Thomas Job

Personal information
- Full name: Thomas Hervé Job-Iyock
- Date of birth: 20 August 1984 (age 42)
- Place of birth: Douala, Cameroon
- Height: 1.75 m (5 ft 9 in)
- Position: Midfielder

Youth career
- San Paolo Yaounde
- 1999–2002: Sampdoria

Senior career*
- Years: Team / Apps / (Gls)
- 2002–2006: Sampdoria / 7 / (0)
- 2002–2003: → Cremonese (loan) / 24 / (11)
- 2004–2005: → Pescara (loan) / 34 / (4)
- 2005–2006: → Cremonese (loan) / 32 / (1)
- 2006–2008: Ascoli / 38 / (4)
- 2008–2009: Pisa / 36 / (1)
- 2009–2010: Grosseto / 38 / (1)
- 2010–2012: Cittadella / 49 / (2)
- 2012–2013: Bologna / 0 / (0)
- 2013–2014: Budapest Honvéd / 31 / (0)
- Total:  / 289 / (24)

International career
- 2001: Cameroon U20
- 2004: Cameroon U23

= Thomas Job =

Cameroonian footballer (born 1984)

Thomas Hervé Job-Iyock (born 20 August 1984) is a Cameroonian former professional footballer who played as a midfielder.

==Career==
Born in Douala, Cameroon, Job began his career in Italy with Sampdoria, making one appearance for the club in the 2001–02 season in Serie B, when he came on as a second-half substitute on 2 June 2002 in a 1–0 home defeat to Siena.

In February 2001 he was involved in an investigation by the Italian Football Federation over the alleged falsification of documents for him and two other African players at Sampdoria, along with three club officials. In July 2001, he was banned along with Jean Ondoa and Francis Zé.

He was sent on loan to Serie C2 club Cremonese for the 2002–03 season, where he made 24 appearances, scoring eleven goals. He returned to Sampdoria, who had been promoted back to Serie A for the 2003–04 season, and played three games. He then spent the 2004–05 season on loan with Pescara in Serie B. He made his debut for Pescara on 11 September 2004 as a 58th-minute substitute in a 2–1 home defeat to Piacenza. His first goal for the club came on 30 October in a 2–0 away win over Salernitana. He made a total of 34 appearances, scoring four goals.

The following season he returned to Cremonese on loan, who had by then been promoted to Serie B. He made 32 appearances, scoring one goal as the club were relegated back to Serie C. Later in 2006 he signed for Ascoli in Serie A in co-ownership deal for €500 and made his debut on 15 October 2006 in a 2–0 home defeat to Livorno.
 However, he made just five appearances in the 2006–07 season, as the club were relegated back to Serie B.

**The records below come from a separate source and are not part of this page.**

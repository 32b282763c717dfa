//! Test utilities shared across the workspace.
//! Only compiled when running tests or with the `testing` feature.

use std::collections::VecDeque;
use std::sync::atomic::{AtomicUsize, Ordering};
use std::sync::{Arc, Mutex};

use async_trait::async_trait;
use tokio_util::sync::CancellationToken;

use crate::backend::{chunk_channel, Backend, BackendCall, BackendRequest, ProcessExit};
use crate::error::BackendError;

/// What the next call to a [`ScriptedBackend`] does.
#[derive(Debug, Clone)]
pub enum Script {
    /// Stream the chunks, then exit with the given code.
    Stream { chunks: Vec<String>, exit_code: i32 },
    /// Stream the chunks, then block until cancelled.
    Hang { chunks: Vec<String> },
    /// Fail to start at all.
    StartFailure(BackendError),
    /// Never finish starting.
    StallStart,
}

/// A backend that replays queued scripts instead of running a process.
pub struct ScriptedBackend {
    scripts: Mutex<VecDeque<Script>>,
    /// Captured requests (for assertion).
    pub requests: Mutex<Vec<BackendRequest>>,
    live: Arc<AtomicUsize>,
}

impl ScriptedBackend {
    pub fn new() -> Self {
        Self {
            scripts: Mutex::new(VecDeque::new()),
            requests: Mutex::new(Vec::new()),
            live: Arc::new(AtomicUsize::new(0)),
        }
    }

    /// Queue a response delivered as one chunk. Scripts are used in FIFO order.
    pub fn queue_response(&self, text: &str) {
        self.queue_chunks(&[text]);
    }

    pub fn queue_chunks(&self, chunks: &[&str]) {
        self.queue(Script::Stream {
            chunks: chunks.iter().map(|c| c.to_string()).collect(),
            exit_code: 0,
        });
    }

    pub fn queue_exit(&self, exit_code: i32, chunks: &[&str]) {
        self.queue(Script::Stream {
            chunks: chunks.iter().map(|c| c.to_string()).collect(),
            exit_code,
        });
    }

    pub fn queue_hang(&self, chunks: &[&str]) {
        self.queue(Script::Hang {
            chunks: chunks.iter().map(|c| c.to_string()).collect(),
        });
    }

    pub fn queue_start_failure(&self, error: BackendError) {
        self.queue(Script::StartFailure(error));
    }

    pub fn queue_stalled_start(&self) {
        self.queue(Script::StallStart);
    }

    pub fn queue(&self, script: Script) {
        self.scripts.lock().unwrap().push_back(script);
    }

    pub fn request_count(&self) -> usize {
        self.requests.lock().unwrap().len()
    }

    pub fn prompts(&self) -> Vec<String> {
        self.requests
            .lock()
            .unwrap()
            .iter()
            .map(|r| r.prompt.clone())
            .collect()
    }

    pub fn last_request(&self) -> Option<BackendRequest> {
        self.requests.lock().unwrap().last().cloned()
    }

    /// Producers that have not finished yet.
    pub fn live_calls(&self) -> usize {
        self.live.load(Ordering::SeqCst)
    }
}

impl Default for ScriptedBackend {
    fn default() -> Self {
        Self::new()
    }
}

struct LiveGuard(Arc<AtomicUsize>);

impl Drop for LiveGuard {
    fn drop(&mut self) {
        self.0.fetch_sub(1, Ordering::SeqCst);
    }
}

#[async_trait]
impl Backend for ScriptedBackend {
    fn name(&self) -> &str {
        "scripted"
    }

    async fn start(&self, request: BackendRequest) -> Result<BackendCall, BackendError> {
        self.requests.lock().unwrap().push(request.clone());

        let script = self
            .scripts
            .lock()
            .unwrap()
            .pop_front()
            .ok_or_else(|| BackendError::spawn("no scripted response queued"))?;

        let (chunks, exit_code, hang) = match script {
            Script::Stream { chunks, exit_code } => (chunks, exit_code, false),
            Script::Hang { chunks } => (chunks, 0, true),
            Script::StartFailure(err) => return Err(err),
            Script::StallStart => std::future::pending().await,
        };

        let (tx, rx) = chunk_channel();
        let cancel = CancellationToken::new();
        let token = cancel.clone();

        self.live.fetch_add(1, Ordering::SeqCst);
        let guard = LiveGuard(Arc::clone(&self.live));

        let task = tokio::spawn(async move {
            let _guard = guard;

            for chunk in chunks {
                tokio::select! {
                    _ = token.cancelled() => return Ok(ProcessExit::killed("")),
                    sent = tx.send(chunk) => {
                        if sent.is_err() {
                            return Ok(ProcessExit::killed(""));
                        }
                    }
                }
                tokio::task::yield_now().await;
            }

            if hang {
                token.cancelled().await;
                return Ok(ProcessExit::killed(""));
            }

            Ok(ProcessExit::exited(exit_code, ""))
        });

        Ok(BackendCall::new(request.id, request.timeout, rx, cancel, task))
    }
}
pub const CRITIQUE_REQUEST: &str = "Verify your previous answer. If it is correct and complete, \
reply with \"NO ISSUES\". Otherwise reply with \"ISSUES:\" followed by the corrections needed.";

const INCOMPLETE_CRITIQUE: &str = "the critique ended before reaching a verdict";

pub const REVISION_REQUEST: &str =
    "Rewrite your answer applying those corrections. Reply with the corrected answer only.";

#[derive(Debug, Clone, PartialEq, Serialize, Deserialize)]
pub struct VerificationConfig {
    /// Maximum number of revisions per turn. Zero disables verification.
    #[serde(default = "default_iteration_cap")]
    pub iteration_cap: u32,

    #[serde(default = "default_critique_temperature")]
    pub critique_temperature: f32,

    #[serde(default = "default_critique_max_tokens")]
    pub critique_max_tokens: u32,

    /// Phrases in a critique that mean the candidate needs another revision.
    #[serde(default = "default_problem_markers")]
    pub problem_markers: Vec<String>,
}

fn default_iteration_cap() -> u32 {
    1
}

fn default_critique_temperature() -> f32 {
    0.2
}

fn default_critique_max_tokens() -> u32 {
    256
}

fn default_problem_markers() -> Vec<String> {
    [
        "issues:",
        "incorrect",
        "mistake",
        "error in",
        "wrong",
        "inaccurate",
        "needs correction",
        "should be",
    ]
    .iter()
    .map(|s| s.to_string())
    .collect()
}

impl Default for VerificationConfig {
    fn default() -> Self {
        Self {
            iteration_cap: default_iteration_cap(),
            critique_temperature: default_critique_temperature(),
            critique_max_tokens: default_critique_max_tokens(),
            problem_markers: default_problem_markers(),
        }
    }
}

impl VerificationConfig {
    pub fn signals_problem(&self, critique: &str) -> bool {
        let critique = critique.to_lowercase();
        self.problem_markers
            .iter()
            .any(|marker| critique.contains(&marker.to_lowercase()))
    }

    fn critique_params(&self, base: &GenerationParams) -> GenerationParams {
        base.clone()
            .with_temperature(self.critique_temperature)
            .with_max_tokens(self.critique_max_tokens)
    }
}

#[derive(Debug, Clone, Copy, PartialEq, Eq)]
pub enum Phase {
    Drafting,
    Critiquing,
    Revising,
    Accepted,
}

impl fmt::Display for Phase {
    fn fmt(&self, f: &mut fmt::Formatter<'_>) -> fmt::Result {
        match self {
            Phase::Drafting => write!(f, "drafting"),
            Phase::Critiquing => write!(f, "critiquing"),
            Phase::Revising => write!(f, "revising"),
            Phase::Accepted => write!(f, "accepted"),
        }
    }
}

/// How the final answer of a turn was arrived at.
#[derive(Debug, Clone, PartialEq, Eq)]
pub enum Verdict {
    /// Verification was off for this turn.
    NotRequested,
    /// A critique found nothing to correct.
    Verified,
    /// The revision limit was hit; the latest revision is used.
    CapReached,
    /// A critique or revision call failed; the best candidate so far is used.
    Unverified(String),
}

impl Verdict {
    /// Whether a verification pass ran to completion.
    pub fn completed(&self) -> bool {
        matches!(self, Verdict::Verified | Verdict::CapReached)
    }
}

impl fmt::Display for Verdict {
    fn fmt(&self, f: &mut fmt::Formatter<'_>) -> fmt::Result {
        match self {
            Verdict::NotRequested => write!(f, "not verified"),
            Verdict::Verified => write!(f, "verified"),
            Verdict::CapReached => write!(f, "revised (iteration limit reached)"),
            Verdict::Unverified(reason) => write!(f, "unverified: {}", reason),
        }
    }
}

#[derive(Debug, Clone, PartialEq, Eq)]
pub struct VerificationRun {
    pub original_answer: String,
    pub critique: Option<String>,
    pub corrected_answer: Option<String>,
    pub iterations: u32,
    pub iteration_cap: u32,
    pub phase: Phase,
}

impl VerificationRun {
    fn new(original_answer: String, iteration_cap: u32) -> Self {
        Self {
            original_answer,
            critique: None,
            corrected_answer: None,
            iterations: 0,
            iteration_cap,
            phase: Phase::Drafting,
        }
    }
}

#[derive(Debug, Clone)]
pub struct TurnOutcome {
    pub answer: String,
    pub reasoning: String,
    pub verdict: Verdict,
    pub run: Option<VerificationRun>,
    pub calls: u32,
    pub elapsed: Duration,
    /// Unparsed output of the last call, for `/debug`.
    pub raw_output: String,
    pub show_reasoning: bool,
    pub generated_words: usize,
}

impl TurnOutcome {
    pub fn metrics(&self) -> TurnMetrics {
        TurnMetrics {
            generated_words: self.generated_words,
            elapsed: self.elapsed,
            verified: self.verdict.completed(),
        }
    }
}

/// Progress of a turn, in stream order.
#[derive(Debug, Clone, PartialEq)]
pub enum TurnEvent {
    PhaseStarted { phase: Phase, iteration: u32 },
    Reasoning { phase: Phase, text: String },
    Answer { phase: Phase, text: String },
    PhaseFinished {
        phase: Phase,
        elapsed: Duration,
        unterminated: bool,
    },
    Degraded { phase: Phase, error: BackendError },
    Finished { verdict: Verdict },
}

pub trait TurnSink: Send {
    fn on_event(&mut self, event: TurnEvent);
}

impl TurnSink for Vec<TurnEvent> {
    fn on_event(&mut self, event: TurnEvent) {
        self.push(event);
    }
}

#[derive(Debug, Clone, Copy, Default)]
pub struct TurnOptions {
    pub display: ReasoningDisplay,
    pub verify: bool,
}

struct PhaseOutput {
    parsed: ParsedResponse,
    raw: String,
}

enum Step {
    Chunk(Option<String>),
    Interrupted,
}

pub struct VerificationLoop {
    backend: Arc<dyn Backend>,
    markers: Markers,
    params: GenerationParams,
    config: VerificationConfig,
    timeout: Option<Duration>,
}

After playing one game for Ascoli in the 2008–09 season, against Vicenza on 30 August 2008 he signed for fellow Serie B club Pisa, making his debut on 13 September in a 1–0 home win over Modena. His first goal came on 27 September in a 1–1 draw at Salernitana.

In 2009 after Pisa relegated and bankrupted, he left for another Serie B club Grosseto.

On 17 August 2010 Job was signed by Cittadella, another second division club.

==Italian football scandal==
Job was banned by Italian Football Federation on 18 June 2012 for three years and six months.